Guelph’s roads and sewers are falling apart, and it seems clear that one way or the other we’re all going to be coughing up to fix them.

The question, really, is which pocket the money will come out of.

The city’s corporate services committee recently tackled the issue, considering a report from staff which floats the idea of an additional two per cent tax hike over the next 10 years specifically to take care of crumbling infrastructure.

The proposed levy would suck $4.2 million out of your pockets next year, and slightly more than that each year for a decade.

Infrastructure funding is a serious issue. In fact, the staff report notes, the Association of Municipalities of Ontario cites it as the top concern among its member municipalities. A previous Guelph staff report suggested every year the city allocates $23 million less than it would cost to properly maintain our roads, bridges, water and wastewater infrastructure.

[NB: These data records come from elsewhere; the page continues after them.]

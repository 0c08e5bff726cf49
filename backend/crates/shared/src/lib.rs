//! Shared Kernel - Domain-crossing minimal core
//!
//! This crate contains the "smallest core" of domain vocabulary:
//! - Common error types and result aliases
//! - Store-assigned numeric ID types
//! - The authenticated principal carried by a request
//!
//! **Design Principle**: Only include things that are "hard to change"
//! and have consistent meaning across all domains.

pub mod error {
    pub mod app_error;
    pub mod conversions;
    pub mod kind;
}
pub mod id;
pub mod principal;
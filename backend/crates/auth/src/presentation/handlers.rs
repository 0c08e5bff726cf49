//! HTTP Handlers

use axum::Json;
use axum::extract::{Extension, Path, State};
use axum::http::{HeaderMap, StatusCode, header};
use axum::response::{IntoResponse, Redirect, Response};
use kernel::principal::Principal;
use platform::cookie::{extract_cookie, to_header_value};
use platform::mail::Mailer;
use std::sync::Arc;

use crate::application::{
    AcceptTermsUseCase, AuthConfig, ChangePasswordInput, ChangePasswordUseCase,
    CheckResetTokenUseCase, GetProfileUseCase, IssueResetTokenUseCase, LoginInput, LoginUseCase,
    LogoutUseCase, RedeemResetTokenUseCase, RegisterInput, RegisterUseCase, UpdateProfileInput,
    UpdateProfileUseCase,
};
use crate::domain::repository::{
    CredentialRepository, DisplayNameSync, SessionRepository, UserRepository,
};
use crate::error::{AuthError, AuthResult};
use crate::presentation::dto::{
    ChangePasswordRequest, ForgotPasswordRequest, LoginRequest, LoginResponse, MessageResponse,
    ProfileResponse, RegisterRequest, RegisterResponse, ResetPasswordRequest,
    ResetTokenStatusResponse, UpdateProfileRequest, UpdateProfileResponse,
};

/// Every repository the auth handlers need, behind one bound
pub trait AuthRepositories:
    UserRepository
    + CredentialRepository
    + SessionRepository
    + DisplayNameSync
    + Clone
    + Send
    + Sync
    + 'static
{
}

impl<T> AuthRepositories for T where
    T: UserRepository
        + CredentialRepository
        + SessionRepository
        + DisplayNameSync
        + Clone
        + Send
        + Sync
        + 'static
{
}

/// Shared state for auth handlers
pub struct AuthAppState<R, M> {
    pub repo: Arc<R>,
    pub mailer: Arc<M>,
    pub config: Arc<AuthConfig>,
}

impl<R, M> Clone for AuthAppState<R, M> {
    fn clone(&self) -> Self {
        Self {
            repo: self.repo.clone(),
            mailer: self.mailer.clone(),
            config: self.config.clone(),
        }
    }
}

// ============================================================================
// Register / Login / Logout
// ============================================================================

/// POST /api/auth/register
pub async fn register<R, M>(
    State(state): State<AuthAppState<R, M>>,
    Json(req): Json<RegisterRequest>,
) -> AuthResult<impl IntoResponse>
where
    R: AuthRepositories,
    M: Mailer + Sync + 'static,
{
    let use_case = RegisterUseCase::new(state.repo.clone(), state.config.clone());

    let output = use_case
        .execute(RegisterInput {
            full_name: req.full_name,
            national_id: req.national_id,
            birth_date: req.birth_date,
            email: req.email,
            password: req.password,
        })
        .await?;

    Ok((
        StatusCode::CREATED,
        Json(RegisterResponse {
            user_id: output.user_id,
            message: "Registration complete. You can now log in.",
        }),
    ))
}

/// POST /api/auth/login
pub async fn login<R, M>(
    State(state): State<AuthAppState<R, M>>,
    Json(req): Json<LoginRequest>,
) -> AuthResult<Response>
where
    R: AuthRepositories,
    M: Mailer + Sync + 'static,
{
    let use_case = LoginUseCase::new(
        state.repo.clone(),
        state.repo.clone(),
        state.repo.clone(),
        state.config.clone(),
    );

    let output = use_case
        .execute(LoginInput {
            national_id: req.national_id,
            password: req.password,
        })
        .await?;

    let cookie = to_header_value(
        &state
            .config
            .session_cookie()
            .build_set_cookie(&output.session_token),
    )
    .ok_or_else(|| AuthError::Internal("Session cookie is not a valid header".to_string()))?;

    Ok((
        StatusCode::OK,
        [(header::SET_COOKIE, cookie)],
        Json(LoginResponse {
            message: "Login successful",
            user: output.principal,
        }),
    )
        .into_response())
}

/// POST /api/auth/logout
pub async fn logout<R, M>(
    State(state): State<AuthAppState<R, M>>,
    headers: HeaderMap,
) -> Response
where
    R: AuthRepositories,
    M: Mailer + Sync + 'static,
{
    if let Some(token) = extract_cookie(&headers, &state.config.session_cookie_name) {
        let use_case = LogoutUseCase::new(state.repo.clone(), state.config.clone());
        if let Err(e) = use_case.execute(&token).await {
            tracing::debug!(error = %e, "Logout with an unusable session token");
        }
    }

    let redirect = Redirect::to(&state.config.sign_in_path);
    match to_header_value(&state.config.session_cookie().build_delete_cookie()) {
        Some(cookie) => ([(header::SET_COOKIE, cookie)], redirect).into_response(),
        None => redirect.into_response(),
    }
}

// ============================================================================
// Password reset
// ============================================================================

/// POST /api/auth/forgot-password
pub async fn forgot_password<R, M>(
    State(state): State<AuthAppState<R, M>>,
    Json(req): Json<ForgotPasswordRequest>,
) -> AuthResult<Json<MessageResponse>>
where
    R: AuthRepositories,
    M: Mailer + Sync + 'static,
{
    let use_case = IssueResetTokenUseCase::new(
        state.repo.clone(),
        state.repo.clone(),
        state.mailer.clone(),
        state.config.clone(),
    );

    use_case.execute(&req.email).await?;

    Ok(Json(MessageResponse::new(
        "If the email is registered, a reset link has been sent.",
    )))
}

/// GET /api/auth/reset-password/{token}
pub async fn check_reset_token<R, M>(
    State(state): State<AuthAppState<R, M>>,
    Path(token): Path<String>,
) -> AuthResult<Json<ResetTokenStatusResponse>>
where
    R: AuthRepositories,
    M: Mailer + Sync + 'static,
{
    CheckResetTokenUseCase::new(state.repo.clone())
        .execute(&token)
        .await?;

    Ok(Json(ResetTokenStatusResponse { valid: true }))
}

/// POST /api/auth/reset-password/{token}
pub async fn reset_password<R, M>(
    State(state): State<AuthAppState<R, M>>,
    Path(token): Path<String>,
    Json(req): Json<ResetPasswordRequest>,
) -> AuthResult<Json<MessageResponse>>
where
    R: AuthRepositories,
    M: Mailer + Sync + 'static,
{
    RedeemResetTokenUseCase::new(state.repo.clone(), state.config.clone())
        .execute(&token, req.password)
        .await?;

    Ok(Json(MessageResponse::new(
        "Password updated. You can now log in.",
    )))
}

// ============================================================================
// Profile (requires authentication)
// ============================================================================

/// GET /api/auth/profile
pub async fn get_profile<R, M>(
    State(state): State<AuthAppState<R, M>>,
    Extension(principal): Extension<Principal>,
) -> AuthResult<Json<ProfileResponse>>
where
    R: AuthRepositories,
    M: Mailer + Sync + 'static,
{
    let user = GetProfileUseCase::new(state.repo.clone())
        .execute(principal.user_id)
        .await?;

    Ok(Json(user.into()))
}

/// POST /api/auth/profile
pub async fn update_profile<R, M>(
    State(state): State<AuthAppState<R, M>>,
    Extension(principal): Extension<Principal>,
    Json(req): Json<UpdateProfileRequest>,
) -> AuthResult<Json<UpdateProfileResponse>>
where
    R: AuthRepositories,
    M: Mailer + Sync + 'static,
{
    let use_case =
        UpdateProfileUseCase::new(state.repo.clone(), state.repo.clone(), state.repo.clone());

    let output = use_case
        .execute(
            principal.user_id,
            UpdateProfileInput {
                full_name: req.full_name,
                email: req.email,
                birth_date: req.birth_date,
            },
        )
        .await?;

    let message = if output.changed {
        "Profile updated"
    } else {
        "No changes"
    };

    Ok(Json(UpdateProfileResponse {
        message,
        changed: output.changed,
    }))
}

/// POST /api/auth/profile/password
pub async fn change_password<R, M>(
    State(state): State<AuthAppState<R, M>>,
    Extension(principal): Extension<Principal>,
    Json(req): Json<ChangePasswordRequest>,
) -> AuthResult<Json<MessageResponse>>
where
    R: AuthRepositories,
    M: Mailer + Sync + 'static,
{
    ChangePasswordUseCase::new(state.repo.clone(), state.config.clone())
        .execute(
            principal.user_id,
            ChangePasswordInput {
                current_password: req.current_password,
                new_password: req.new_password,
            },
        )
        .await?;

    Ok(Json(MessageResponse::new("Password changed")))
}

/// POST /api/auth/accept-terms
pub async fn accept_terms<R, M>(
    State(state): State<AuthAppState<R, M>>,
    Extension(principal): Extension<Principal>,
) -> AuthResult<Json<MessageResponse>>
where
    R: AuthRepositories,
    M: Mailer + Sync + 'static,
{
    AcceptTermsUseCase::new(state.repo.clone())
        .execute(principal.user_id)
        .await?;

    Ok(Json(MessageResponse::new("Terms accepted")))
}
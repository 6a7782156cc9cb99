//! Test utilities for identity integration tests
//!
//! Provides tracing setup and small fixtures shared by the test modules.

#![allow(dead_code)]

pub use lodestone::{
    AsAny, EmplaceError, HandleRegistry, Identifier, IdentifierGenerator, IdentifierNamespace,
    RegistryConfig, RegistryError, ValueRegistry,
};
use std::sync::Once;

// =============================================================================
// Initialization
// =============================================================================

static INIT_TRACING: Once = Once::new();

/// Route `tracing` output through the test harness (shown with --nocapture)
pub fn init_tracing() {
    INIT_TRACING.call_once(|| {
        let _ = tracing_subscriber::fmt()
            .with_max_level(tracing_subscriber::filter::LevelFilter::DEBUG)
            .with_test_writer()
            .try_init();
    });
}

// =============================================================================
// Registry Creation
// =============================================================================

/// Registry with default configuration
pub fn value_registry<T>() -> ValueRegistry<T> {
    init_tracing();
    ValueRegistry::new()
}

/// Registry that keeps an inverted identifier -> name index
pub fn indexed_registry<T>() -> ValueRegistry<T> {
    init_tracing();
    ValueRegistry::with_config(RegistryConfig::new().with_reverse_index(true))
        .expect("valid registry config")
}

// =============================================================================
// Fixtures
// =============================================================================

/// Polymorphic engine object used by handle registry tests
pub trait Component: AsAny {
    fn kind(&self) -> &'static str;
}

#[derive(Debug, Default)]
pub struct Transform {
    pub position: (f32, f32),
}

impl Component for Transform {
    fn kind(&self) -> &'static str {
        "transform"
    }
}

#[derive(Debug)]
pub struct Sprite {
    pub texture: String,
}

impl Sprite {
    /// Fails for empty texture names, like a loader would
    pub fn load(texture: &str) -> Result<Self, String> {
        if texture.is_empty() {
            Err("texture name is empty".to_string())
        } else {
            Ok(Sprite {
                texture: texture.to_string(),
            })
        }
    }
}

impl Component for Sprite {
    fn kind(&self) -> &'static str {
        "sprite"
    }
}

During the corporate services committee, Coun. Bob Bell noted the city has been “defunding infrastructure” in favour of other expenses “without understanding what we’re doing.”

That’s being generous.

The infrastructure gap is not new, and officials must have realized over the years that every dollar they spend on something else is a dollar not spent maintaining that infrastructure. Now it’s literally falling apart under our feet, and we have to do something about it.

The staff report outlines several other options for addressing the gap; including a downtown levy; an additional fee for using city facilities; using new tax dollars from assessment growth to fund infrastructure rather than offset tax hikes; and using the annual Guelph Hydro dividend for infrastructure instead of pumping it back into the operating budget.

What do all those have in common? Fewer dollars in our wallets.

Mayor Cam Guthrie proposed a motion, which ultimately passed 3-2, that staff report back to the committee on “options for internal operational savings” by the end of June.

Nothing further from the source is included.